Chloroquine (CQ) is a common autophagy inhibitor but was few understood in marine fish. This study inves-tigated the effects of different concentration of CQ on representative tissues of large yellow croakers (Lar-imichthys crocea) by setting 5 treatments: 2.52 mu g/mL, 5.03 mu g/mL, 12.58 mu g/mL, 25.16 mu g/mL, 50.32 mu g/mL, and 251.60 mu g/mL CQ groups. We found that the higher the concentration of CQ was, the more obvious the toxic effect it caused, exhibiting as high mortalities of large yellow croakers.
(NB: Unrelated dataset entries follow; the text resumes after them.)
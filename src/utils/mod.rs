pub mod jwt;
pub mod parameter_error_handler;
pub mod random_code;
pub mod sql;
pub mod validate;

pub use parameter_error_handler::json_error_handler;
pub use parameter_error_handler::query_error_handler;
pub use sql::escape_like_pattern;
The LC50 (24 h) to CQ was 17.14 mu g/mL with the upper limit 34.84 mu g/mL, the lower limit 8.43 mu g/mL, and the standard error 0.16 mu g/mL. The CQ treatment also led to the differential expressions of autophagy / inflammation / apoptosis-related genes in representative tissues. The inflammation-related genes IL8 / TNF-alpha 1 (peaked mostly in 2.52 mu g/mL and 5.03 mu g/ mL) and the autophagy-related genes Cx43 / LC3 (from 2.52 mu g/mL to 25.16 mu g/mL) were more sensitive to lower CQ concentration groups. The apoptosis-related genes BAX / Cas3 were more sensitive to medium CQ concentration (peaked around 25.16 mu g/mL). The autophagy and apoptosis-related gene P62 in all tissues peaked in the highest CQ concentration 50.32 mu g/mL group, and the expression pattern of P62 was more similar to autophagy genes under Control, but more similar to apoptosis genes in the CQ-treatment groups. In addition, we have newly identified an expression pattern of Cx43 similar to that of the autophagy marker gene LC3, which was also for the first time in marine fish. These data largely enriched our knowledge of the effects of CQ on marine fish and provided a solid basis for further studies on the autophagy regulation in large yellow croakers.

Automated summary

This study investigated the effects of different concentrations of chloroquine (CQ) on large yellow croakers and found that higher concentrations of CQ led to more obvious toxic effects, resulting in high mortality rates. The study also observed differential expressions of autophagy/inflammation/apoptosis-related genes in representative tissues.